- Born: 22 August 1906 Karachi, British India
- Died: 8 March 1985 (aged 78) Karachi, Pakistan
- Occupations: Poet Historian Biographer Diplomat
- Movement: Pakistan Movement

= G. Allana =

Pakistani Poet and Biographer

Ghulam Ali Allana (22 August 1906 - 8 March 1985), better known as G. Allana, was a friend and biographer of Muhammad Ali Jinnah, the founder of Pakistan. Allana entered politics at an early age and played an active part in the Pakistan Movement. After the partition of India and creation of Pakistan, he was instrumental in forming the Federation of Pakistan Chambers of Commerce & Industry. He was a member of the West Pakistan Legislative Assembly, and also served as the mayor of Karachi.
Internationally, Allana represented Pakistan at over 100 conferences, served on the governing body of the International Labour Organisation, and the president of the International Organisation of Employers, Brussels. At the United Nations, he led a number of peace and diplomatic initiatives/working groups and went on to become chairman of the United Nations Commission on Human Rights in 1975. For his contributions he was awarded the United Nations peace medal and was also a nominee for the Nobel Peace Prize in 1977. He was also an English-language Pakistani poet and a counselor and friend to Fatima Jinnah, Muhammad Ali Jinnah's sister.

==Early life and career==
Ghulam Ali Allana was born in 1906 to a Ismaili Khoja family in Karachi, British India. He received his basic education at Sindh Madressatul Islam in Karachi. Then he attended St. Patrick's High School and D. J. Sindh Government Science College in Karachi.

G. Allana became active in politics at an early age and played an active role in the Pakistan Movement. After independence of Pakistan in 1947, he served as the second Mayor of Karachi after the partition (25 May 1948 - 8 July 1948). He served as founder President of the FPCCI until 1954.

==Family==
G. Allana was the eldest son of Allana Khalfan and the grandson of Nathu who was one of the 72 Ismailis killed in the battle of Jhirk when Mir Sher Mohammed attacked the settlement where Aga Khan the 1st was residing. Khalfan, the son of Nathu, later migrated to Karachi around 1850 and established his home in what is today known as the Kharadar area of Karachi.
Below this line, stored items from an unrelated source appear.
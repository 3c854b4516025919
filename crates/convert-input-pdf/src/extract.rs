//! Page-by-page text extraction.

use std::path::Path;

use lopdf::Document;

use convert_core::error::{ConvertError, Result};

use crate::reflow::reflow;

/// Extract the text of every page of a PDF as Markdown paragraphs.
///
/// Pages come out in page order separated by a blank line. Pages whose text
/// cannot be decoded are skipped with a warning; the document only fails when
/// no page yields text.
pub fn extract_pdf(path: &Path) -> Result<String> {
    let doc = Document::load(path)
        .map_err(|e| ConvertError::Pdf(format!("Failed to load PDF: {}", e)))?;

    if doc.is_encrypted() {
        return Err(ConvertError::Extraction(
            "PDF is encrypted and cannot be read".to_string(),
        ));
    }

    // BTreeMap keys: already in page order
    let page_numbers: Vec<u32> = doc.get_pages().keys().copied().collect();
    log::debug!("PDF has {} pages", page_numbers.len());

    let mut pages = Vec::with_capacity(page_numbers.len());
    let mut failures = 0usize;
    for number in &page_numbers {
        match doc.extract_text(&[*number]) {
            Ok(text) => {
                let text = reflow(&text);
                if !text.is_empty() {
                    pages.push(text);
                }
            }
            Err(e) => {
                failures += 1;
                log::warn!("Skipping page {} of {}: {}", number, path.display(), e);
            }
        }
    }

    if !page_numbers.is_empty() && failures == page_numbers.len() {
        return Err(ConvertError::Extraction(format!(
            "No page of {} could be read",
            path.display()
        )));
    }

    Ok(pages.join("\n\n"))
}

#[cfg(test)]
mod tests {
    use super::*;
    use lopdf::content::{Content, Operation};
    use lopdf::{dictionary, Object, Stream};

    /// Write a PDF with one page per entry of `pages`, each entry being the
    /// lines drawn on that page.
    fn write_pdf(path: &Path, pages: &[&[&str]]) {
        let mut doc = Document::with_version("1.5");
        let pages_id = doc.new_object_id();
        let font_id = doc.add_object(dictionary! {
            "Type" => "Font",
            "Subtype" => "Type1",
            "BaseFont" => "Helvetica",
            "Encoding" => "WinAnsiEncoding",
        });
        let resources_id = doc.add_object(dictionary! {
            "Font" => dictionary! { "F1" => font_id },
        });

        let mut kids = Vec::new();
        for lines in pages {
            let mut operations = vec![
                Operation::new("BT", vec![]),
                Operation::new("Tf", vec!["F1".into(), 12.into()]),
                Operation::new("TL", vec![14.into()]),
                Operation::new("Td", vec![72.into(), 760.into()]),
            ];
            for line in lines.iter() {
                operations.push(Operation::new("Tj", vec![Object::string_literal(*line)]));
                operations.push(Operation::new("T*", vec![]));
            }
            operations.push(Operation::new("ET", vec![]));
            let content = Content { operations };
            let content_id =
                doc.add_object(Stream::new(dictionary! {}, content.encode().unwrap()));
            let page_id = doc.add_object(dictionary! {
                "Type" => "Page",
                "Parent" => pages_id,
                "Contents" => content_id,
            });
            kids.push(page_id.into());
        }

        let count = kids.len() as i64;
        doc.objects.insert(
            pages_id,
            Object::Dictionary(dictionary! {
                "Type" => "Pages",
                "Kids" => kids,
                "Count" => count,
                "Resources" => resources_id,
                "MediaBox" => vec![0.into(), 0.into(), 595.into(), 842.into()],
            }),
        );
        let catalog_id = doc.add_object(dictionary! {
            "Type" => "Catalog",
            "Pages" => pages_id,
        });
        doc.trailer.set("Root", catalog_id);
        doc.save(path).unwrap();
    }

    #[test]
    fn test_pages_in_order() {
        let dir = tempfile::tempdir().unwrap();
        let path = dir.path().join("report.pdf");
        write_pdf(&path, &[&["First page"], &["Second page"]]);

        let md = extract_pdf(&path).unwrap();
        let first = md.find("First page").unwrap();
        let second = md.find("Second page").unwrap();
        assert!(first < second);
        assert!(md[first..second].contains("\n\n"));
    }

    #[test]
    fn test_not_a_pdf() {
        let dir = tempfile::tempdir().unwrap();
        let path = dir.path().join("fake.pdf");
        std::fs::write(&path, "plain text pretending").unwrap();

        let err = extract_pdf(&path).unwrap_err();
        assert!(matches!(err, ConvertError::Pdf(_)));
    }

    #[test]
    fn test_plugin_reads_pdf() {
        use convert_core::options::ConversionOptions;
        use convert_core::plugin::{ExtractContext, InputPlugin};
        use convert_core::registry::PluginRegistry;

        let dir = tempfile::tempdir().unwrap();
        let path = dir.path().join("memo.pdf");
        write_pdf(&path, &[&["Quarterly memo"]]);

        let options = ConversionOptions::default();
        let registry = PluginRegistry::new();
        let ctx = ExtractContext::new(&options, &registry);
        let md = crate::PdfInputPlugin.convert(&path, &ctx).unwrap();
        assert!(md.contains("Quarterly memo"));
    }
}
He married Jenubai in 1928 and had two daughters and a son with her.

==Books==
- Quaid-e-Azam Jinnah: The story of a Nation, published in 1967 by Ferozsons, Lahore
- Pakistan Movement: Historical Documents, published in 1977 by Islamic Book Service, Lahore
- Our Freedom Fighters
- His Highness Aga Khan III
- I had Reached your Door Steps, a poem in English
- The Lost Star, a poem in English

==Awards and recognition==
- Peace Medal of the United Nations in 1977 by UN Secretary General Kurt Waldheim, awarded to him for his services on a global basis in the humanitarian field.
- Human Rights Medal awarded in 1978 by the Human Rights Organization of Pakistan.
To recognize his services to Pakistan, a road in Karachi was named, G. Allana Road, after him.